L’épidémie contre laquelle l’humanité se bat depuis plusieurs mois fait pourtant ressurgir ce vieux canevas narratif. Dans son discours inaugural de la période de confinement le Président de la République avait donné le ton : « le jour d’après ne sera pas comme le jour d’avant ». Sans surprise, c’est du côté des écologistes que ses bénéfices secondaires sont les plus appréciés : confinement oblige, l’empreinte de l’homme sur la planète se fait moins visible et la nature reprend ses droits, de la qualité de l’air au retour d’espèces sauvages dans des zones rendues au silence et à la solitude. Un mal pour un bien en quelque sorte ou, comme le dit Nicolas Hulot avec un brin de superstition, « un ultimatum que la nature nous adresse ». Dans le même esprit, le député Matthieu Orphelin (ex-LREM), en plein débats sur la loi d’urgence sanitaire, se prenait à rêver d’un « grand plan de transformation de notre société en faveur du climat, de la biodiversité, de la solidarité et de la justice sociale ». Visionnaires de l’après-crise, Philippe Martinez (CGT), Aurélie Trouvé (Attac), Jean-François Julliard (Greenpeace) et Cécile Duflot (Oxfam) lui emboitent le pas, dans une tribune commune publiée, vendredi 27 mars, sur France Info, faisant de la crise du coronavirus un révélateur des « profondes carences des politiques néolibérales » et lançant un appel "à toutes les forces progressistes et humanistes (...) pour reconstruire ensemble un futur, écologique, féministe et social, en rupture avec (…) le désordre néolibéral". Convertissez-vous ou vous resterez vulnérables et démunis lorsque frappera le prochain virus.

Le cerveau humain est configuré pour produire du signifiant, même à partir d’éléments disparates. Il déteste le hasard, la contingence, l’absurde. Il est insoutenable que des gens meurent par milliers et que cela n’ait aucun sens. Cela s’appelle un biais cognitif et c’est cette caractéristique de notre intelligence qui permet à l’humanité d’élaborer des récits. Sauf que cette disposition de l’esprit est aussi le terreau de toutes les crédulités. Les oracles des militants de la justice sociale ne sont que la version sécularisée de la théorie du châtiment divin : la crise sanitaire y devient le produit de notre faute collective et l’occasion d’une rédemption si nous acceptons de les écouter et de changer notre modèle de société. Il faut pourtant, quand la mort rode, avoir la décence de ne pas nourrir ses obsessions habituelles, ne serait-ce que par respect pour les victimes qu’il est douteux d’instrumentaliser au service d’un agenda politique. Il faut aussi, quand la maladie vient bouleverser tous nos repères, avoir l’humilité d’avouer qu’aucun modèle de société n’est spontanément configuré pour affronter, sans tanguer, une catastrophe de cette ampleur. Il faut enfin ne pas faire d’un cas de force majeure, par hypothèse imprévisible et dramatique, le fondement d’une nouvelle norme. 

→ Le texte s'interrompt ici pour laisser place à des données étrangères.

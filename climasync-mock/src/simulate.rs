use std::collections::BTreeSet;

use rand::Rng;
use rand_distr::{Distribution, Normal};
use time::OffsetDateTime;

// Per-tick influence of each actuator on the floor climate
const HEATER_TEMP_STEP: f64 = 0.4;
const FAN_TEMP_STEP: f64 = -0.3;
const FAN_HUMIDITY_STEP: f64 = -0.5;
const FOG_HUMIDITY_STEP: f64 = 1.5;

/// Fraction of the UTC day elapsed at `at`, in `0..1`.
pub fn day_fraction(at: OffsetDateTime) -> f64 {
    let seconds = u32::from(at.hour()) * 3600 + u32::from(at.minute()) * 60 + u32::from(at.second());
    seconds as f64 / 86400.0
}

pub fn simulated_temperature(day_fraction: f64) -> f64 {
    let radians = day_fraction * 2.0 * std::f64::consts::PI;

    // coolest before dawn, warmest mid afternoon
    22.0 - (radians + std::f64::consts::PI / 4.0).cos() * 6.0
}

pub fn simulated_humidity(day_fraction: f64) -> f64 {
    let radians = day_fraction * 2.0 * std::f64::consts::PI;

    if (0.3..=0.7).contains(&day_fraction) {
        ((radians.sin().max(0.0) * 15.0) + 65.0).round()
    } else {
        ((radians.cos().max(0.0) * 20.0) + 70.0).round()
    }
}

/// Names of the actuators switched on in a reply such as
/// `LED_ON FAN_OFF FOG_OFF HEATER_OFF`.
pub fn parse_command_line(line: &str) -> BTreeSet<String> {
    line.split_whitespace()
        .filter_map(|token| token.strip_suffix("_ON"))
        .map(str::to_string)
        .collect()
}

/// One simulated floor node with the drift its actuators have caused.
#[derive(Debug, Clone)]
pub struct FloorNode {
    pub floor: String,
    active: BTreeSet<String>,
    temperature_drift: f64,
    humidity_drift: f64,
}

impl FloorNode {
    pub fn new(floor: impl Into<String>) -> Self {
        Self {
            floor: floor.into(),
            active: BTreeSet::new(),
            temperature_drift: 0.0,
            humidity_drift: 0.0,
        }
    }

    pub fn is_on(&self, actuator: &str) -> bool {
        self.active.contains(actuator)
    }

    pub fn apply(&mut self, active: BTreeSet<String>) {
        self.active = active;
    }

    /// Advances the actuator drift by one tick. Drift decays so the floor
    /// relaxes back to the daily curve once everything is off.
    pub fn step(&mut self) {
        self.temperature_drift *= 0.9;
        self.humidity_drift *= 0.9;

        if self.is_on("HEATER") {
            self.temperature_drift += HEATER_TEMP_STEP;
        }
        if self.is_on("FAN") {
            self.temperature_drift += FAN_TEMP_STEP;
            self.humidity_drift += FAN_HUMIDITY_STEP;
        }
        if self.is_on("FOG") {
            self.humidity_drift += FOG_HUMIDITY_STEP;
        }
    }

    /// Temperature and humidity for the given moment, rounded to one decimal.
    pub fn sample<R: Rng + ?Sized>(&self, day_fraction: f64, noise: &Normal<f64>, rng: &mut R) -> (f64, f64) {
        let temperature = simulated_temperature(day_fraction) + self.temperature_drift + noise.sample(rng);
        let humidity = (simulated_humidity(day_fraction) + self.humidity_drift + noise.sample(rng)).clamp(0.0, 100.0);

        ((temperature * 10.0).round() / 10.0, (humidity * 10.0).round() / 10.0)
    }
}
pub mod models;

La seule chose que révèle cette crise est que notre modèle libéral se fait spontanément solidaire quand les circonstances l’exigent, et c’est tant mieux. Les banques prêtent à taux zéro, des entreprises participent à l’effort national en produisant qui du gel, qui des masques, la grande distribution écarte le spectre de la pénurie sans considération de rentabilité et l’Etat suspend certains prélèvements obligatoires. Aussi nécessaires soient-ils aujourd’hui ces comportements désintéressés n’ont pas vocation à perdurer, une fois la crise passée. Le jour d’après, nous reprendrons le cours de vos vies : les entreprises chercheront à réaliser des bénéfices, les prêts produiront intérêts et l’Etat lèvera l’impôt tandis que nous nous inquiéterons de notre pouvoir d’achat. Aujourd’hui comme hier, les agents pathogènes ne sont porteurs d’aucun message.